▶ EXERCISE DATA
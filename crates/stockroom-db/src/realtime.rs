//! # Change Feed
//!
//! In-process notifications of row changes, used to invalidate caches.
//!
//! ```text
//! ┌─────────────────────────────────────────────────────────────────────────┐
//! │                                                                         │
//! │  ItemRepository::trash()  ──publish──▶  ChangeFeed (broadcast)          │
//! │  OrderRepository::create() ─publish──▶        │                         │
//! │                                               │                         │
//! │                     ┌─────────────────────────┼──────────────────┐      │
//! │                     ▼                         ▼                  ▼      │
//! │            Subscription{items}     Subscription{*, delete}   ...        │
//! │            (skips other tables)    (skips inserts/updates)              │
//! │                                                                         │
//! └─────────────────────────────────────────────────────────────────────────┘
//! ```
//!
//! Events are hints to re-fetch; they never carry row data. A subscriber
//! that falls behind loses the oldest events and logs a warning.

use serde::Serialize;
use std::fmt;
use tokio::sync::broadcast;
use tracing::{debug, warn};

/// Schema name every event is tagged with.
pub const SCHEMA: &str = "public";

/// Events buffered per subscriber before it starts lagging.
const DEFAULT_CAPACITY: usize = 256;

/// Tables that publish changes.
#[derive(Debug, Clone, Copy, PartialEq, Eq, Hash, Serialize)]
#[serde(rename_all = "snake_case")]
pub enum Table {
    Items,
    Warehouses,
    Customers,
    Orders,
    Notifications,
    Settings,
    AuditLogs,
    SystemLogs,
    Organizations,
    Users,
}

impl Table {
    pub const fn as_str(&self) -> &'static str {
        match self {
            Table::Items => "items",
            Table::Warehouses => "warehouses",
            Table::Customers => "customers",
            Table::Orders => "orders",
            Table::Notifications => "notifications",
            Table::Settings => "settings",
            Table::AuditLogs => "audit_logs",
            Table::SystemLogs => "system_logs",
            Table::Organizations => "organizations",
            Table::Users => "users",
        }
    }
}

impl fmt::Display for Table {
    fn fmt(&self, f: &mut fmt::Formatter<'_>) -> fmt::Result {
        f.write_str(self.as_str())
    }
}

#[derive(Debug, Clone, Copy, PartialEq, Eq, Hash, Serialize)]
#[serde(rename_all = "snake_case")]
pub enum ChangeKind {
    Insert,
    Update,
    Delete,
}

/// A row changed.
#[derive(Debug, Clone, PartialEq, Eq, Serialize)]
pub struct ChangeEvent {
    pub schema: &'static str,
    pub table: Table,
    pub kind: ChangeKind,
    /// `None` for bulk changes such as a restore or a trash purge.
    pub record_id: Option<String>,
}

/// Which events a subscriber wants. `None` fields match anything.
#[derive(Debug, Clone, Copy, Default, PartialEq, Eq)]
pub struct ChangeFilter {
    pub table: Option<Table>,
    pub kind: Option<ChangeKind>,
}

impl ChangeFilter {
    /// Every event.
    pub fn all() -> Self {
        ChangeFilter::default()
    }

    pub fn table(table: Table) -> Self {
        ChangeFilter {
            table: Some(table),
            kind: None,
        }
    }

    pub fn kind(mut self, kind: ChangeKind) -> Self {
        self.kind = Some(kind);
        self
    }

    pub fn matches(&self, event: &ChangeEvent) -> bool {
        self.table.map_or(true, |t| t == event.table) && self.kind.map_or(true, |k| k == event.kind)
    }
}

/// Broadcast hub owned by [`Database`](crate::Database).
#[derive(Debug, Clone)]
pub struct ChangeFeed {
    sender: broadcast::Sender<ChangeEvent>,
}

impl ChangeFeed {
    pub fn new() -> Self {
        Self::with_capacity(DEFAULT_CAPACITY)
    }

    pub fn with_capacity(capacity: usize) -> Self {
        let (sender, _) = broadcast::channel(capacity.max(1));
        ChangeFeed { sender }
    }

    /// Publishes a change. Having no subscribers is not an error.
    pub fn publish(&self, table: Table, kind: ChangeKind, record_id: Option<&str>) {
        let event = ChangeEvent {
            schema: SCHEMA,
            table,
            kind,
            record_id: record_id.map(str::to_string),
        };

        debug!(table = %table, kind = ?kind, record_id = ?event.record_id, "Publishing change");
        let _ = self.sender.send(event);
    }

    pub fn subscribe(&self, filter: ChangeFilter) -> Subscription {
        Subscription {
            receiver: self.sender.subscribe(),
            filter,
        }
    }

    pub fn subscriber_count(&self) -> usize {
        self.sender.receiver_count()
    }
}

impl Default for ChangeFeed {
    fn default() -> Self {
        ChangeFeed::new()
    }
}

/// A filtered view of the change feed.
#[derive(Debug)]
pub struct Subscription {
    receiver: broadcast::Receiver<ChangeEvent>,
    filter: ChangeFilter,
}

impl Subscription {
    /// Waits for the next matching event.
    ///
    /// Returns `None` once every [`ChangeFeed`] handle has been dropped.
    pub async fn recv(&mut self) -> Option<ChangeEvent> {
        loop {
            match self.receiver.recv().await {
                Ok(event) if self.filter.matches(&event) => return Some(event),
                Ok(_) => continue,
                Err(broadcast::error::RecvError::Lagged(skipped)) => {
                    warn!(skipped, "Change subscriber lagged, events dropped");
                }
                Err(broadcast::error::RecvError::Closed) => return None,
            }
        }
    }

    /// Returns the next matching event already queued, without waiting.
    pub fn try_recv(&mut self) -> Option<ChangeEvent> {
        loop {
            match self.receiver.try_recv() {
                Ok(event) if self.filter.matches(&event) => return Some(event),
                Ok(_) => continue,
                Err(broadcast::error::TryRecvError::Lagged(skipped)) => {
                    warn!(skipped, "Change subscriber lagged, events dropped");
                }
                Err(_) => return None,
            }
        }
    }
}

#[cfg(test)]
mod tests {
    use super::*;

    #[tokio::test]
    async fn test_filter_by_table() {
        let feed = ChangeFeed::new();
        let mut items = feed.subscribe(ChangeFilter::table(Table::Items));

        feed.publish(Table::Orders, ChangeKind::Insert, Some("o-1"));
        feed.publish(Table::Items, ChangeKind::Update, Some("i-1"));

        let event = items.recv().await.unwrap();
        assert_eq!(event.table, Table::Items);
        assert_eq!(event.schema, "public");
        assert_eq!(event.record_id.as_deref(), Some("i-1"));
        assert!(items.try_recv().is_none());
    }

    #[tokio::test]
    async fn test_filter_by_kind() {
        let feed = ChangeFeed::new();
        let mut deletes = feed.subscribe(ChangeFilter::all().kind(ChangeKind::Delete));

        feed.publish(Table::Items, ChangeKind::Insert, Some("i-1"));
        feed.publish(Table::Customers, ChangeKind::Delete, Some("c-1"));

        let event = deletes.try_recv().unwrap();
        assert_eq!(event.table, Table::Customers);
    }

    #[tokio::test]
    async fn test_lagging_subscriber_keeps_newest() {
        let feed = ChangeFeed::with_capacity(2);
        let mut sub = feed.subscribe(ChangeFilter::all());

        for i in 0..5 {
            feed.publish(Table::Items, ChangeKind::Update, Some(&i.to_string()));
        }

        let event = sub.try_recv().unwrap();
        assert_eq!(event.record_id.as_deref(), Some("3"));
    }

    #[tokio::test]
    async fn test_publish_without_subscribers() {
        let feed = ChangeFeed::new();
        feed.publish(Table::Items, ChangeKind::Delete, None);
        assert_eq!(feed.subscriber_count(), 0);
    }

    #[tokio::test]
    async fn test_closed_feed_ends_subscription() {
        let feed = ChangeFeed::new();
        let mut sub = feed.subscribe(ChangeFilter::all());
        drop(feed);
        assert!(sub.recv().await.is_none());
    }
}
//! # Error Types
//!
//! Domain-specific error types for stockroom-core.
//!
//! ## Error Hierarchy
//! ```text
//! ┌─────────────────────────────────────────────────────────────────────────┐
//! │                     Errors by crate                                     │
//! │                                                                         │
//! │  stockroom-core errors (this file)                                      │
//! │  ├── CoreError        - General domain errors                           │
//! │  └── ValidationError  - Input validation failures                       │
//! │                                                                         │
//! │  stockroom-db errors (separate crate)                                   │
//! │  └── DbError          - Database operation failures                     │
//! │                                                                         │
//! │  stockroom-services errors                                              │
//! │  └── ServiceError     - What callers of Inventory/AuthService see       │
//! │                                                                         │
//! │  Flow: ValidationError → CoreError → DbError → ServiceError → caller    │
//! └─────────────────────────────────────────────────────────────────────────┘
//! ```

use thiserror::Error;

// =============================================================================
// Core Error
// =============================================================================

/// Errors raised by domain rules, independent of storage.
#[derive(Debug, Error)]
pub enum CoreError {
    /// The item is not in a lifecycle state that allows the operation.
    ///
    /// ## When This Occurs
    /// - Restoring an item that is not in the trash
    /// - Trashing an item that is already trashed
    #[error("Item {id} is {state}, cannot perform operation")]
    InvalidItemState { id: String, state: String },

    /// Currency code is not one the formatter knows.
    #[error("Unsupported currency: {0}")]
    UnsupportedCurrency(String),

    /// Locale tag is not one of en/fr/ar.
    #[error("Unsupported locale: {0}")]
    UnsupportedLocale(String),

    /// A backup document is malformed or incomplete.
    #[error("Invalid backup file: {0}")]
    InvalidBackup(String),

    /// A field check failed.
    #[error("Validation error: {0}")]
    Validation(#[from] ValidationError),
}

// =============================================================================
// Validation Error
// =============================================================================

/// A form field failed a check.
///
/// These are raised by the required-field checks that run before any
/// database call, so a rejected form never reaches the backend.
#[derive(Debug, Error)]
pub enum ValidationError {
    /// Missing, or only whitespace.
    #[error("{field} is required")]
    Required { field: String },

    #[error("{field} must be at most {max} characters")]
    TooLong { field: String, max: usize },

    #[error("{field} must be at least {min} characters")]
    TooShort { field: String, min: usize },

    #[error("{field} must be between {min} and {max}")]
    OutOfRange { field: String, min: i64, max: i64 },

    #[error("{field} must be positive")]
    MustBePositive { field: String },

    /// Below zero (quantities, prices).
    #[error("{field} must not be negative")]
    Negative { field: String },

    /// Malformed value such as an email or date.
    #[error("{field} has invalid format: {reason}")]
    InvalidFormat { field: String, reason: String },

    /// Not one of a closed set (currencies, languages).
    #[error("{field} must be one of: {allowed:?}")]
    NotAllowed { field: String, allowed: Vec<String> },
}

impl ValidationError {
    /// Shorthand for [`ValidationError::Required`].
    pub fn required(field: impl Into<String>) -> Self {
        ValidationError::Required {
            field: field.into(),
        }
    }
}

// =============================================================================
// Result
// =============================================================================

pub type CoreResult<T> = Result<T, CoreError>;

// =============================================================================
// Unit Tests
// =============================================================================

#[cfg(test)]
mod tests {
    use super::*;

    #[test]
    fn test_invalid_item_state_message() {
        let err = CoreError::InvalidItemState {
            id: "item-1".to_string(),
            state: "active".to_string(),
        };
        assert_eq!(
            err.to_string(),
            "Item item-1 is active, cannot perform operation"
        );
    }

    #[test]
    fn test_required_and_negative_messages() {
        let err = ValidationError::required("sku");
        assert_eq!(err.to_string(), "sku is required");

        let err = ValidationError::Negative {
            field: "quantity".to_string(),
        };
        assert_eq!(err.to_string(), "quantity must not be negative");
    }

    #[test]
    fn test_validation_error_wraps_into_core() {
        let core_err: CoreError = ValidationError::required("name").into();
        assert!(matches!(core_err, CoreError::Validation(_)));
    }
}
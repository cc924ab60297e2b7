//! # Error Classification
//!
//! Buckets an error message into a coarse category by keyword matching.
//!
//! ## Rule Table
//! ```text
//! ┌───────┬────────────────┬──────────────────────────────────────────────────┐
//! │ Order │ Category       │ Keywords (case-insensitive substring)            │
//! ├───────┼────────────────┼──────────────────────────────────────────────────┤
//! │   1   │ Authentication │ auth, login, credentials, token, jwt, session,   │
//! │       │                │ unauthorized, password, email not confirmed      │
//! │   2   │ Database       │ database, relation, constraint, duplicate key,   │
//! │       │                │ foreign key, violates, column, sql, query, unique│
//! │   3   │ Network        │ network, fetch, timeout, connection, offline,    │
//! │       │                │ econnrefused                                     │
//! │   4   │ Validation     │ validation, invalid, required, must be, format   │
//! │   5   │ Storage        │ storage, bucket, upload, file, object            │
//! │   -   │ Unknown        │ (nothing matched)                                │
//! └───────┴────────────────┴──────────────────────────────────────────────────┘
//! ```
//!
//! The first matching rule wins, so "Invalid login credentials" is
//! Authentication even though "invalid" is also a Validation keyword.
//!
//! ## Caveat
//! This is a heuristic. A message that mentions "token" in an unrelated
//! context will still land in Authentication.

use serde::{Deserialize, Serialize};
use std::fmt;
use ts_rs::TS;

/// Coarse error category.
#[derive(Debug, Clone, Copy, PartialEq, Eq, Hash, Serialize, Deserialize, TS)]
#[ts(export)]
#[serde(rename_all = "snake_case")]
pub enum ErrorCategory {
    Authentication,
    Database,
    Network,
    Validation,
    Storage,
    Unknown,
}

impl ErrorCategory {
    /// Message shown when the error itself carries no text.
    pub const fn default_message(&self) -> &'static str {
        match self {
            ErrorCategory::Authentication => "Authentication failed. Please sign in again.",
            ErrorCategory::Database => "A database error occurred. Please try again.",
            ErrorCategory::Network => "Network error. Please check your connection.",
            ErrorCategory::Validation => "Please check the form for errors.",
            ErrorCategory::Storage => "File storage error. Please try again.",
            ErrorCategory::Unknown => "An unexpected error occurred.",
        }
    }

    pub const fn as_str(&self) -> &'static str {
        match self {
            ErrorCategory::Authentication => "authentication",
            ErrorCategory::Database => "database",
            ErrorCategory::Network => "network",
            ErrorCategory::Validation => "validation",
            ErrorCategory::Storage => "storage",
            ErrorCategory::Unknown => "unknown",
        }
    }
}

impl fmt::Display for ErrorCategory {
    fn fmt(&self, f: &mut fmt::Formatter<'_>) -> fmt::Result {
        f.write_str(self.as_str())
    }
}

/// One row of the rule table.
#[derive(Debug, Clone, Copy)]
pub struct ClassificationRule {
    pub category: ErrorCategory,
    /// Lower-case keywords.
    pub keywords: &'static [&'static str],
}

/// Rules in evaluation order.
pub const RULES: &[ClassificationRule] = &[
    ClassificationRule {
        category: ErrorCategory::Authentication,
        keywords: &[
            "auth",
            "login",
            "credentials",
            "token",
            "jwt",
            "session",
            "unauthorized",
            "password",
            "email not confirmed",
        ],
    },
    ClassificationRule {
        category: ErrorCategory::Database,
        keywords: &[
            "database",
            "relation",
            "constraint",
            "duplicate key",
            "foreign key",
            "violates",
            "column",
            "sql",
            "query",
            "unique",
        ],
    },
    ClassificationRule {
        category: ErrorCategory::Network,
        keywords: &[
            "network",
            "fetch",
            "timeout",
            "connection",
            "offline",
            "econnrefused",
        ],
    },
    ClassificationRule {
        category: ErrorCategory::Validation,
        keywords: &["validation", "invalid", "required", "must be", "format"],
    },
    ClassificationRule {
        category: ErrorCategory::Storage,
        keywords: &["storage", "bucket", "upload", "file", "object"],
    },
];

impl ClassificationRule {
    fn matches(&self, lowered: &str) -> bool {
        self.keywords.iter().any(|keyword| lowered.contains(keyword))
    }
}

/// Classifies a message against [`RULES`].
///
/// ## Example
/// ```rust
/// use stockroom_core::classify::{classify, ErrorCategory};
///
/// assert_eq!(classify("Invalid login credentials"), ErrorCategory::Authentication);
/// assert_eq!(classify("network request failed"), ErrorCategory::Network);
/// assert_eq!(classify("something odd happened"), ErrorCategory::Unknown);
/// ```
pub fn classify(message: &str) -> ErrorCategory {
    classify_with(RULES, message)
}

/// Classifies a message against a caller-supplied rule table.
pub fn classify_with(rules: &[ClassificationRule], message: &str) -> ErrorCategory {
    let lowered = message.to_lowercase();

    rules
        .iter()
        .find(|rule| rule.matches(&lowered))
        .map(|rule| rule.category)
        .unwrap_or(ErrorCategory::Unknown)
}

// =============================================================================
// Unit Tests
// =============================================================================

#[cfg(test)]
mod tests {
    use super::*;

    #[test]
    fn test_login_failure_is_authentication() {
        assert_eq!(
            classify("Invalid login credentials"),
            ErrorCategory::Authentication
        );
    }

    #[test]
    fn test_network_keyword() {
        assert_eq!(classify("A network error occurred"), ErrorCategory::Network);
        assert_eq!(classify("connect ECONNREFUSED 127.0.0.1"), ErrorCategory::Network);
    }

    #[test]
    fn test_no_match_is_unknown() {
        assert_eq!(classify("the cat sat on the mat"), ErrorCategory::Unknown);
        assert_eq!(classify(""), ErrorCategory::Unknown);
    }

    #[test]
    fn test_each_category_independently() {
        assert_eq!(
            classify("UNIQUE constraint failed: items.sku"),
            ErrorCategory::Database
        );
        assert_eq!(classify("name is required"), ErrorCategory::Validation);
        assert_eq!(classify("Bucket not found"), ErrorCategory::Storage);
        assert_eq!(classify("JWT expired"), ErrorCategory::Authentication);
    }

    #[test]
    fn test_rule_order_decides_overlaps() {
        // "query" (database) comes before "timeout" (network)
        assert_eq!(classify("query timeout"), ErrorCategory::Database);
        // "upload" is storage, but "fetch" (network) is checked first
        assert_eq!(classify("upload fetch failed"), ErrorCategory::Network);
    }

    #[test]
    fn test_custom_rule_table() {
        let rules = [ClassificationRule {
            category: ErrorCategory::Storage,
            keywords: &["disk"],
        }];
        assert_eq!(classify_with(&rules, "Disk full"), ErrorCategory::Storage);
        assert_eq!(classify_with(&rules, "network"), ErrorCategory::Unknown);
    }
}
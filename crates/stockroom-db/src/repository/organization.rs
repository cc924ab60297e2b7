//! # Organization Repository

use chrono::Utc;
use sqlx::SqlitePool;
use stockroom_core::{Organization, Page, PageRequest};
use tracing::info;

use super::{new_id, search_pattern};
use crate::error::{DbError, DbResult};
use crate::realtime::{ChangeFeed, ChangeKind, Table};

#[derive(Debug, Clone)]
pub struct OrganizationRepository {
    pool: SqlitePool,
    feed: ChangeFeed,
}

impl OrganizationRepository {
    pub fn new(pool: SqlitePool, feed: ChangeFeed) -> Self {
        OrganizationRepository { pool, feed }
    }

    /// Lists organizations by name.
    pub async fn list(
        &self,
        search: Option<&str>,
        page: PageRequest,
    ) -> DbResult<Page<Organization>> {
        let page = page.normalized();
        let pattern = search_pattern(search);

        let count: i64 = sqlx::query_scalar(
            r"SELECT COUNT(*) FROM organizations WHERE (?1 IS NULL OR name LIKE ?1 ESCAPE '\')",
        )
        .bind(&pattern)
        .fetch_one(&self.pool)
        .await?;

        let organizations = sqlx::query_as::<_, Organization>(
            r"SELECT id, name, created_at FROM organizations
              WHERE (?1 IS NULL OR name LIKE ?1 ESCAPE '\')
              ORDER BY name COLLATE NOCASE, id
              LIMIT ?2 OFFSET ?3",
        )
        .bind(&pattern)
        .bind(page.limit())
        .bind(page.offset())
        .fetch_all(&self.pool)
        .await?;

        Ok(Page::new(organizations, count, page))
    }

    pub async fn list_all(&self) -> DbResult<Vec<Organization>> {
        let organizations = sqlx::query_as::<_, Organization>(
            "SELECT id, name, created_at FROM organizations ORDER BY name COLLATE NOCASE, id",
        )
        .fetch_all(&self.pool)
        .await?;
        Ok(organizations)
    }

    pub async fn get(&self, id: &str) -> DbResult<Organization> {
        sqlx::query_as::<_, Organization>(
            "SELECT id, name, created_at FROM organizations WHERE id = ?1",
        )
        .bind(id)
        .fetch_optional(&self.pool)
        .await?
        .ok_or_else(|| DbError::not_found("Organization", id))
    }

    pub async fn create(&self, name: &str) -> DbResult<Organization> {
        let id = new_id();

        sqlx::query("INSERT INTO organizations (id, name, created_at) VALUES (?1, ?2, ?3)")
            .bind(&id)
            .bind(name.trim())
            .bind(Utc::now())
            .execute(&self.pool)
            .await?;

        info!(id = %id, name = %name.trim(), "Organization created");
        self.feed.publish(Table::Organizations, ChangeKind::Insert, Some(&id));
        self.get(&id).await
    }

    pub async fn rename(&self, id: &str, name: &str) -> DbResult<Organization> {
        let result = sqlx::query("UPDATE organizations SET name = ?2 WHERE id = ?1")
            .bind(id)
            .bind(name.trim())
            .execute(&self.pool)
            .await?;

        if result.rows_affected() == 0 {
            return Err(DbError::not_found("Organization", id));
        }

        self.feed.publish(Table::Organizations, ChangeKind::Update, Some(id));
        self.get(id).await
    }

    /// Deletes an organization. Its members stay, unassigned.
    pub async fn delete(&self, id: &str) -> DbResult<()> {
        let result = sqlx::query("DELETE FROM organizations WHERE id = ?1")
            .bind(id)
            .execute(&self.pool)
            .await?;

        if result.rows_affected() == 0 {
            return Err(DbError::not_found("Organization", id));
        }

        info!(id = %id, "Organization deleted");
        self.feed.publish(Table::Organizations, ChangeKind::Delete, Some(id));
        self.feed.publish(Table::Users, ChangeKind::Update, None);
        Ok(())
    }

    pub async fn count(&self) -> DbResult<i64> {
        let count: i64 = sqlx::query_scalar("SELECT COUNT(*) FROM organizations")
            .fetch_one(&self.pool)
            .await?;
        Ok(count)
    }
}

#[cfg(test)]
mod tests {
    use super::*;
    use crate::repository::test_support::database;

    #[tokio::test]
    async fn test_create_rename_delete() {
        let db = database().await;
        let repo = db.organizations();

        let org = repo.create("  Atlas Group ").await.unwrap();
        assert_eq!(org.name, "Atlas Group");

        let renamed = repo.rename(&org.id, "Atlas Holdings").await.unwrap();
        assert_eq!(renamed.name, "Atlas Holdings");
        assert_eq!(renamed.created_at, org.created_at);

        repo.delete(&org.id).await.unwrap();
        assert!(repo.get(&org.id).await.unwrap_err().is_not_found());
        assert!(repo.delete(&org.id).await.unwrap_err().is_not_found());
    }

    #[tokio::test]
    async fn test_list_sorted_by_name() {
        let db = database().await;
        let repo = db.organizations();
        repo.create("zeta").await.unwrap();
        repo.create("Alpha").await.unwrap();
        repo.create("beta").await.unwrap();

        let page = repo.list(None, PageRequest::default()).await.unwrap();
        let names: Vec<_> = page.data.iter().map(|o| o.name.as_str()).collect();
        assert_eq!(names, vec!["Alpha", "beta", "zeta"]);

        let page = repo.list(Some("ET"), PageRequest::default()).await.unwrap();
        assert_eq!(page.count, 2);
    }
}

▶ WHAT TO DO
Beginning at the top of the data, extract each line through the line containing "that publish changes." and return those lines exactly, with nothing added.

▶ TASK RESULT
filename crates/stockroom-db/src/realtime.rs
//! # Change Feed
//!
//! In-process notifications of row changes, used to invalidate caches.
//!
//! ```text
//! ┌─────────────────────────────────────────────────────────────────────────┐
//! │                                                                         │
//! │  ItemRepository::trash()  ──publish──▶  ChangeFeed (broadcast)          │
//! │  OrderRepository::create() ─publish──▶        │                         │
//! │                                               │                         │
//! │                     ┌─────────────────────────┼──────────────────┐      │
//! │                     ▼                         ▼                  ▼      │
//! │            Subscription{items}     Subscription{*, delete}   ...        │
//! │            (skips other tables)    (skips inserts/updates)              │
//! │                                                                         │
//! └─────────────────────────────────────────────────────────────────────────┘
//! ```
//!
//! Events are hints to re-fetch; they never carry row data. A subscriber
//! that falls behind loses the oldest events and logs a warning.

use serde::Serialize;
use std::fmt;
use tokio::sync::broadcast;
use tracing::{debug, warn};

/// Schema name every event is tagged with.
pub const SCHEMA: &str = "public";

/// Events buffered per subscriber before it starts lagging.
const DEFAULT_CAPACITY: usize = 256;

/// Tables that publish changes.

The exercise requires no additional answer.